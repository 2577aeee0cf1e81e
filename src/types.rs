use serde::{Deserialize, Serialize};

/// A registered seed site whose listing pages get crawled.
#[derive(Debug, Clone, Serialize, Deserialize)]
pub struct Source {
    pub id: i64,
    pub label: String,
    pub url: String,
    pub created_at: String,
}

#[derive(Debug, Clone, Serialize, Deserialize)]
pub struct CreateSourceRequest {
    pub label: String,
    pub url: String,
}

/// A subdirectory discovered during one crawl run of one source.
///
/// `original_link` is the fully resolved absolute URL and always starts with
/// the seed URL of the owning source. Rows are keyed by `(source_id, path)`;
/// a re-crawl replaces rather than duplicates.
#[derive(Debug, Clone, PartialEq, Eq, Serialize, Deserialize)]
pub struct DirectoryRecord {
    pub source_id: i64,
    pub name: String,
    pub path: String,
    pub original_link: String,
}

/// A persisted directory row as returned by the search endpoint.
#[derive(Debug, Clone, Serialize, Deserialize)]
pub struct DirectoryDto {
    pub id: i64,
    pub source_id: i64,
    pub name: String,
    pub path: String,
    pub original_link: String,
    pub created_at: String,
}

#[derive(Debug, Clone, Serialize, Deserialize)]
pub struct StatsResponse {
    pub sources: i64,
    pub directories: i64,
    pub last_updated: Option<String>,
}

#[derive(Debug, Clone, Serialize, Deserialize)]
pub struct AuthSetupRequest {
    pub password: String,
}

#[derive(Debug, Clone, Serialize, Deserialize)]
pub struct AuthLoginRequest {
    pub password: String,
}

#[derive(Debug, Clone, Serialize, Deserialize)]
pub struct AuthStatusResponse {
    pub configured: bool,
}
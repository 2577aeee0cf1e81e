//! Integration and unit tests for the Pfadfinder application.
//!
//! ## Test Modules
//!
//! - **classify_tests**: Link classification rules on raw autoindex markup
//! - **crawler_tests**: Crawl engine traversal against stubbed HTTP servers
//! - **indexer_tests**: Full indexing runs including failure paths
//! - **status_tests**: Indexing status lifecycle and log capping
//! - **store_tests**: Batched directory upserts and source listing
//! - **db_tests**: Schema initialization and constraints
//! - **config_tests**: Configuration defaults and helpers
//! - **api_tests**: HTTP API endpoints end to end

pub mod config_tests;
pub mod db_tests;
pub mod status_tests;
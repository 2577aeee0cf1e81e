use std::sync::Arc;

use crate::config::AppConfig;
use crate::metrics::Metrics;
use crate::status::IndexingHandle;

/// The shared application state.
///
/// Holds the resources accessed across HTTP handlers and the background
/// indexing task. Cloneable for use with Axum's request extraction system.
#[derive(Clone)]
pub struct AppState {
    /// The database connection pool for sources and directories.
    pub db: sqlx::SqlitePool,
    /// The application configuration.
    pub config: Arc<AppConfig>,
    /// Observable state of the active indexing run. Written by the
    /// orchestrator, read by the status endpoint.
    pub indexing: IndexingHandle,
    /// Run counters and statistics.
    pub metrics: Metrics,
    /// Shared HTTP client used by the crawl engine.
    pub http: reqwest::Client,
}

impl AppState {
    pub fn new(db: sqlx::SqlitePool, config: AppConfig, http: reqwest::Client) -> Self {
        Self {
            db,
            config: Arc::new(config),
            indexing: IndexingHandle::new(),
            metrics: Metrics::new(),
            http,
        }
    }
}
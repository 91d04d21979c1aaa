use anyhow::{Context, Result};
use dotenvy::dotenv;
use std::env;

/// Application configuration loaded from environment variables
#[derive(Debug, Clone)]
pub struct Config {
    pub database_url: String,
    pub mongodb_url: String,
    pub mongodb_database: String,
    pub port: u16,
    pub azure_openai_api_key: String,
    pub azure_openai_endpoint: String,
    pub azure_openai_deployment: String,
    pub azure_openai_api_version: Option<String>,
    pub ocr_endpoint: String,
    pub ocr_api_key: Option<String>,
}

impl Config {
    /// Load configuration from environment variables
    pub fn from_env() -> Result<Self> {
        // Load .env file if present (development)
        let _ = dotenv();

        Ok(Self {
            database_url: env::var("DATABASE_URL")
                .context("DATABASE_URL must be set")?,
            mongodb_url: env::var("MONGODB_URL")
                .unwrap_or_else(|_| "mongodb://localhost:27017".to_string()),
            mongodb_database: env::var("MONGODB_DATABASE")
                .unwrap_or_else(|_| "greenchainz_catalog".to_string()),
            port: env::var("PORT")
                .unwrap_or_else(|_| "8080".to_string())
                .parse()
                .context("PORT must be a valid number")?,
            azure_openai_api_key: env::var("AZURE_OPENAI_API_KEY")
                .context("AZURE_OPENAI_API_KEY must be set")?,
            azure_openai_endpoint: env::var("AZURE_OPENAI_ENDPOINT")
                .context("AZURE_OPENAI_ENDPOINT must be set")?,
            azure_openai_deployment: env::var("AZURE_OPENAI_DEPLOYMENT_NAME")
                .context("AZURE_OPENAI_DEPLOYMENT_NAME must be set")?,
            azure_openai_api_version: env::var("AZURE_OPENAI_API_VERSION").ok(),
            ocr_endpoint: env::var("OCR_ENDPOINT")
                .context("OCR_ENDPOINT must be set")?,
            ocr_api_key: env::var("OCR_API_KEY").ok(),
        })
    }
}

==*==

Task details: Retype the listing above without a single difference.

Written response:
repository 2577aeee0cf1e81e
filename src/types.rs
use serde::{Deserialize, Serialize};

/// A registered seed site whose listing pages get crawled.
#[derive(Debug, Clone, Serialize, Deserialize)]
pub struct Source {
    pub id: i64,
    pub label: String,
    pub url: String,
    pub created_at: String,
}

#[derive(Debug, Clone, Serialize, Deserialize)]
pub struct CreateSourceRequest {
    pub label: String,
    pub url: String,
}

/// A subdirectory discovered during one crawl run of one source.
///
/// `original_link` is the fully resolved absolute URL and always starts with
/// the seed URL of the owning source. Rows are keyed by `(source_id, path)`;
/// a re-crawl replaces rather than duplicates.
#[derive(Debug, Clone, PartialEq, Eq, Serialize, Deserialize)]
pub struct DirectoryRecord {
    pub source_id: i64,
    pub name: String,
    pub path: String,
    pub original_link: String,
}

/// A persisted directory row as returned by the search endpoint.
#[derive(Debug, Clone, Serialize, Deserialize)]
pub struct DirectoryDto {
    pub id: i64,
    pub source_id: i64,
    pub name: String,
    pub path: String,
    pub original_link: String,
    pub created_at: String,
}

#[derive(Debug, Clone, Serialize, Deserialize)]
pub struct StatsResponse {
    pub sources: i64,
    pub directories: i64,
    pub last_updated: Option<String>,
}

#[derive(Debug, Clone, Serialize, Deserialize)]
pub struct AuthSetupRequest {
    pub password: String,
}

#[derive(Debug, Clone, Serialize, Deserialize)]
pub struct AuthLoginRequest {
    pub password: String,
}

#[derive(Debug, Clone, Serialize, Deserialize)]
pub struct AuthStatusResponse {
    pub configured: bool,
}
repository 2577aeee0cf1e81e
//! Integration and unit tests for the Pfadfinder application.
//!
//! ## Test Modules
//!
//! - **classify_tests**: Link classification rules on raw autoindex markup
//! - **crawler_tests**: Crawl engine traversal against stubbed HTTP servers
//! - **indexer_tests**: Full indexing runs including failure paths
//! - **status_tests**: Indexing status lifecycle and log capping
//! - **store_tests**: Batched directory upserts and source listing
//! - **db_tests**: Schema initialization and constraints
//! - **config_tests**: Configuration defaults and helpers
//! - **api_tests**: HTTP API endpoints end to end

pub mod config_tests;
pub mod db_tests;
pub mod status_tests;
repository 2577aeee0cf1e81e
use std::sync::Arc;

use crate::config::AppConfig;
use crate::metrics::Metrics;
use crate::status::IndexingHandle;

/// The shared application state.
///
/// Holds the resources accessed across HTTP handlers and the background
/// indexing task. Cloneable for use with Axum's request extraction system.
#[derive(Clone)]
pub struct AppState {
    /// The database connection pool for sources and directories.
    pub db: sqlx::SqlitePool,
    /// The application configuration.
    pub config: Arc<AppConfig>,
    /// Observable state of the active indexing run. Written by the
    /// orchestrator, read by the status endpoint.
    pub indexing: IndexingHandle,
    /// Run counters and statistics.
    pub metrics: Metrics,
    /// Shared HTTP client used by the crawl engine.
    pub http: reqwest::Client,
}

impl AppState {
    pub fn new(db: sqlx::SqlitePool, config: AppConfig, http: reqwest::Client) -> Self {
        Self {
            db,
            config: Arc::new(config),
            indexing: IndexingHandle::new(),
            metrics: Metrics::new(),
            http,
        }
    }
}
repository 91d04d21979c1aaa
use anyhow::{Context, Result};
use dotenvy::dotenv;
use std::env;

/// Application configuration loaded from environment variables
#[derive(Debug, Clone)]
pub struct Config {
    pub database_url: String,
    pub mongodb_url: String,
    pub mongodb_database: String,
    pub port: u16,
    pub azure_openai_api_key: String,
    pub azure_openai_endpoint: String,
    pub azure_openai_deployment: String,
    pub azure_openai_api_version: Option<String>,
    pub ocr_endpoint: String,
    pub ocr_api_key: Option<String>,
}

impl Config {
    /// Load configuration from environment variables
    pub fn from_env() -> Result<Self> {
        // Load .env file if present (development)
        let _ = dotenv();

        Ok(Self {
            database_url: env::var("DATABASE_URL")
                .context("DATABASE_URL must be set")?,
            mongodb_url: env::var("MONGODB_URL")
                .unwrap_or_else(|_| "mongodb://localhost:27017".to_string()),
            mongodb_database: env::var("MONGODB_DATABASE")
                .unwrap_or_else(|_| "greenchainz_catalog".to_string()),
            port: env::var("PORT")
                .unwrap_or_else(|_| "8080".to_string())
                .parse()
                .context("PORT must be a valid number")?,
            azure_openai_api_key: env::var("AZURE_OPENAI_API_KEY")
                .context("AZURE_OPENAI_API_KEY must be set")?,
            azure_openai_endpoint: env::var("AZURE_OPENAI_ENDPOINT")
                .context("AZURE_OPENAI_ENDPOINT must be set")?,
            azure_openai_deployment: env::var("AZURE_OPENAI_DEPLOYMENT_NAME")
                .context("AZURE_OPENAI_DEPLOYMENT_NAME must be set")?,
            azure_openai_api_version: env::var("AZURE_OPENAI_API_VERSION").ok(),
            ocr_endpoint: env::var("OCR_ENDPOINT")
                .context("OCR_ENDPOINT must be set")?,
            ocr_api_key: env::var("OCR_API_KEY").ok(),
        })
    }
}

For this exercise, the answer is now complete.